Millet irâdesinin temsilini korumakla yükümlü AKP'li Meclis Başkanı'nın, seçilmiş milletvekillerinin "tutuklanması"na dair AYM ve AİHM kararlarının gereğini yapmak yerine, kendinden menkul "seçimlerde halk bize 'yeni anayasa' görevini verdi" ifadesiyle başladığı "yeni anayasa" turunun hiçbir ciddiyeti yok.

Belli ki her yönüyle kaybeden "tek kişilik Saray yönetimi", "diyalog ve yumuşama" algı operasyonu perdesinde bir yandan ülkeyi sürüklediği kutuplaştırma vahametinden sıyrılma oyunu oynarken, diğer yandan "yeni anayasa" paravanıyla denge-denetim ve kontrol mekanizması olmayan "tek kişilik rejim"i ve otoriterliğini daha da tahkim peşinde.

ÖNCE "TEK KİŞİLİK OTORİTER REJİM"İN TASFİYESİ

Daha "görüşmeler" başlamadan iktidar mahfillerince "ilk dört maddenin korunacağı ve 1921 Anayasasının referans alınmayacağı" teminatının verilmesi ve müzâkere edilecek konuların başında Cumhurbaşkanı'nın Almanya dönüşü havada akredite gazetecilere söylediği ve bazı Saray yorumcularının sürekli gündemde tuttukları "yüzde 501"in yerine cumhurbaşkanının "401"le seçilmesinin mevzubahis edilmesi bunun ikrarı.

Anlaşılan Anayasanın bile bile çiğnenmesiyle üçüncü kez aday olan Erdoğan'ın dördüncü kez adaylığına zemin hazırlanıyor.

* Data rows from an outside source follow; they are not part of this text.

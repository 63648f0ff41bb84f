//! Phasing domain: avian2d side of collision suppression.

use std::collections::HashSet;

use avian2d::prelude::*;
use bevy::ecs::system::SystemParam;
use bevy::prelude::*;

use crate::phasing::CollisionToggle;

/// Collider pairs that must not collide, order-independent.
#[derive(Resource, Debug, Default)]
pub struct PhaseIgnoreTable {
    pairs: HashSet<(Entity, Entity)>,
}

fn ordered(a: Entity, b: Entity) -> (Entity, Entity) {
    if a <= b { (a, b) } else { (b, a) }
}

impl PhaseIgnoreTable {
    pub fn contains(&self, a: Entity, b: Entity) -> bool {
        self.pairs.contains(&ordered(a, b))
    }

    pub fn insert(&mut self, a: Entity, b: Entity) -> bool {
        self.pairs.insert(ordered(a, b))
    }

    pub fn remove(&mut self, a: Entity, b: Entity) -> bool {
        self.pairs.remove(&ordered(a, b))
    }

    /// Forget every pair involving `entity`. Returns how many were removed.
    pub fn remove_all_for(&mut self, entity: Entity) -> usize {
        let before = self.pairs.len();
        self.pairs.retain(|&(a, b)| a != entity && b != entity);
        before - self.pairs.len()
    }

    pub fn len(&self) -> usize {
        self.pairs.len()
    }

    pub fn is_empty(&self) -> bool {
        self.pairs.is_empty()
    }
}

/// Collision hooks that drop any pair listed in [`PhaseIgnoreTable`].
/// Colliders opt in with `ActiveCollisionHooks`.
#[derive(SystemParam)]
pub struct PhaseHooks<'w> {
    table: Res<'w, PhaseIgnoreTable>,
}

impl CollisionHooks for PhaseHooks<'_> {
    fn filter_pairs(&self, collider1: Entity, collider2: Entity, _commands: &mut Commands) -> bool {
        !self.table.contains(collider1, collider2)
    }

    // Pairs already in contact when a dash starts skip the broad phase filter
    fn modify_contacts(&self, contacts: &mut ContactPair, _commands: &mut Commands) -> bool {
        !self.table.contains(contacts.collider1, contacts.collider2)
    }
}

/// Applies a phase to the player's `CollisionLayers` filters and the
/// shared ignore table.
pub(crate) struct AvianCollisionToggle<'a> {
    pub player: Entity,
    pub player_layers: &'a mut CollisionLayers,
    pub table: &'a mut PhaseIgnoreTable,
}

impl CollisionToggle for AvianCollisionToggle<'_> {
    fn layer_enabled(&self, layer_bit: u32) -> bool {
        self.player_layers.filters.0 & layer_bit != 0
    }

    fn set_layer_enabled(&mut self, layer_bit: u32, enabled: bool) {
        if enabled {
            self.player_layers.filters.0 |= layer_bit;
        } else {
            self.player_layers.filters.0 &= !layer_bit;
        }
    }

    fn pair_enabled(&self, other: Entity) -> bool {
        !self.table.contains(self.player, other)
    }

    fn set_pair_enabled(&mut self, other: Entity, enabled: bool) {
        if enabled {
            self.table.remove(self.player, other);
        } else {
            self.table.insert(self.player, other);
        }
    }
}
//! Phasing domain: collision suppression bookkeeping for dashes.
//!
//! The manager only decides *what* to suppress and remembers it; the
//! actual physics world is reached through [`CollisionToggle`], so the
//! begin/end pairing can be exercised without a running app.

use bevy::prelude::*;

/// The player's view of the physics world's collision filtering.
pub trait CollisionToggle {
    /// Whether the player currently collides with the given layer bit.
    fn layer_enabled(&self, layer_bit: u32) -> bool;
    fn set_layer_enabled(&mut self, layer_bit: u32, enabled: bool);
    /// Whether the player currently collides with a specific collider.
    fn pair_enabled(&self, other: Entity) -> bool;
    fn set_pair_enabled(&mut self, other: Entity, enabled: bool);
}

/// A collider considered for pairwise suppression.
#[derive(Debug, Clone, Copy)]
pub struct PhaseCandidate {
    pub entity: Entity,
    /// Layer memberships of the collider.
    pub layers: u32,
    pub is_sensor: bool,
    /// Part of a protected object's hierarchy.
    pub protected: bool,
}

#[derive(Debug, Clone, Default)]
pub struct PhaseRequest {
    pub player: Option<Entity>,
    pub phase_bits: u32,
    pub ground_bits: u32,
    /// Layers used by protected objects and their descendants.
    pub protected_bits: u32,
    pub candidates: Vec<PhaseCandidate>,
}

/// Layers suppressed wholesale: the phase layers minus ground and any
/// layer a protected object lives on.
pub fn effective_phase_bits(phase_bits: u32, ground_bits: u32, protected_bits: u32) -> u32 {
    phase_bits & !ground_bits & !protected_bits
}

impl PhaseRequest {
    pub fn effective_bits(&self) -> u32 {
        effective_phase_bits(self.phase_bits, self.ground_bits, self.protected_bits)
    }

    /// Colliders that get individually suppressed.
    pub fn phased_colliders(&self) -> impl Iterator<Item = Entity> + '_ {
        self.candidates
            .iter()
            .filter(|c| {
                !c.is_sensor
                    && !c.protected
                    && c.layers & self.ground_bits == 0
                    && Some(c.entity) != self.player
            })
            .map(|c| c.entity)
    }
}

/// What a phase actually changed, for logging.
#[derive(Debug, Clone, Copy, Default, PartialEq, Eq)]
pub struct PhaseSummary {
    pub layers: u32,
    pub pairs: usize,
}

/// Remembers every layer and collider pair disabled for the current dash
/// so that exactly those are restored when it ends.
#[derive(Component, Debug, Default)]
pub struct DashPhaseManager {
    active: bool,
    disabled_layers: u32,
    ignored_pairs: Vec<Entity>,
}

impl DashPhaseManager {
    pub fn is_active(&self) -> bool {
        self.active
    }

    pub fn disabled_layers(&self) -> u32 {
        self.disabled_layers
    }

    pub fn ignored_pairs(&self) -> &[Entity] {
        &self.ignored_pairs
    }

    /// Suppress collisions for a dash. Anything already suppressed before
    /// the call is left alone and will not be re-enabled by `end_phase`.
    pub fn begin_phase<T: CollisionToggle>(
        &mut self,
        toggle: &mut T,
        request: &PhaseRequest,
    ) -> PhaseSummary {
        if self.active {
            self.end_phase(toggle);
        }
        self.active = true;

        let effective = request.effective_bits();
        for bit in (0..u32::BITS).map(|i| 1u32 << i) {
            if effective & bit != 0 && toggle.layer_enabled(bit) {
                toggle.set_layer_enabled(bit, false);
                self.disabled_layers |= bit;
            }
        }

        for entity in request.phased_colliders() {
            if toggle.pair_enabled(entity) {
                toggle.set_pair_enabled(entity, false);
                self.ignored_pairs.push(entity);
            }
        }

        PhaseSummary {
            layers: self.disabled_layers,
            pairs: self.ignored_pairs.len(),
        }
    }

    /// Restore everything the last `begin_phase` disabled. No-op when no
    /// phase is active.
    pub fn end_phase<T: CollisionToggle>(&mut self, toggle: &mut T) -> PhaseSummary {
        if !self.active {
            return PhaseSummary::default();
        }

        let summary = PhaseSummary {
            layers: self.disabled_layers,
            pairs: self.ignored_pairs.len(),
        };

        for bit in (0..u32::BITS).map(|i| 1u32 << i) {
            if self.disabled_layers & bit != 0 {
                toggle.set_layer_enabled(bit, true);
            }
        }
        for entity in self.ignored_pairs.drain(..) {
            toggle.set_pair_enabled(entity, true);
        }

        self.disabled_layers = 0;
        self.active = false;
        summary
    }
}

Alây-ı vâlâ ile çıkarılan her "yargı reformu paketi"nden sonra temel hak ve hürriyetlerin daha da kısıtlanmasında olduğu gibi "yapısal reformlar" perdesinde yeni ilâve vergilerle fahiş zamların dayatılmasının, kamu kaynaklarını yandaşlara hortumlatmanın, hoyratça israflara "yasal kılıf" geçirmenin katakullileri aranıyor.